Building from Source

Prerequisites

  • Go 1.21 or higher
  • Make

Build

git clone https://github.com/not7/core.git
cd core
cp not7.conf.example not7.conf
# Edit not7.conf with your API key
make build
./not7 run examples/poem-generator.json

Build for All Platforms

make build-all

Creates binaries in dist/ for macOS, Linux, Windows.


Tool Integration

βœ… Arcade.dev Integration (Available Now)
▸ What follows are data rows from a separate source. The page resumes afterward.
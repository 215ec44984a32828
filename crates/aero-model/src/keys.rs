use std::collections::BTreeMap;

use serde::Serialize;
use uuid::Uuid;

use crate::error::ModelError;

/// Normalizes a business key: trimmed and upper-cased.
pub fn normalize_key(raw: &str) -> String {
    raw.trim().to_uppercase()
}

/// Business key to store-generated identifier lookup for one run.
///
/// Keys are normalized on insert and on lookup, so `ab123` and `AB123`
/// resolve to the same entry.
#[derive(Debug, Clone, Default, PartialEq, Eq, Serialize)]
#[serde(transparent)]
pub struct EntityKeyMap {
    entries: BTreeMap<String, Uuid>,
}

impl EntityKeyMap {
    pub fn new() -> Self {
        Self::default()
    }

    /// Records `key -> id`, replacing an earlier id for the same key.
    pub fn insert(&mut self, key: &str, id: Uuid) -> Result<Option<Uuid>, ModelError> {
        let normalized = normalize_key(key);
        if normalized.is_empty() {
            return Err(ModelError::EmptyBusinessKey);
        }
        Ok(self.entries.insert(normalized, id))
    }

    pub fn get(&self, key: &str) -> Option<Uuid> {
        self.entries.get(&normalize_key(key)).copied()
    }

    pub fn contains(&self, key: &str) -> bool {
        self.entries.contains_key(&normalize_key(key))
    }

    pub fn len(&self) -> usize {
        self.entries.len()
    }

    pub fn is_empty(&self) -> bool {
        self.entries.is_empty()
    }

    pub fn iter(&self) -> impl Iterator<Item = (&str, Uuid)> {
        self.entries.iter().map(|(key, id)| (key.as_str(), *id))
    }
}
NOT7 integrates with Arcade.dev for pre-built tool integrations:

  • Gmail - Send, draft, search, delete emails
  • Google Calendar, Maps, Contacts, Docs, Drive, Sheets, Slides - Full suite of Google services
  • Per-Node Toolkit Configuration - Use multiple toolkits in a single agent

Single Toolkit Example

{
  "config": {
    "tools": {
      "provider": "arcade-gmail"
    }
  },
  "nodes": [{
    "type": "react",
    "tools_enabled": true,
    "react_goal": "Send an email summarizing the analysis"
  }]
}

Multi-Toolkit Example (Per-Node Configuration)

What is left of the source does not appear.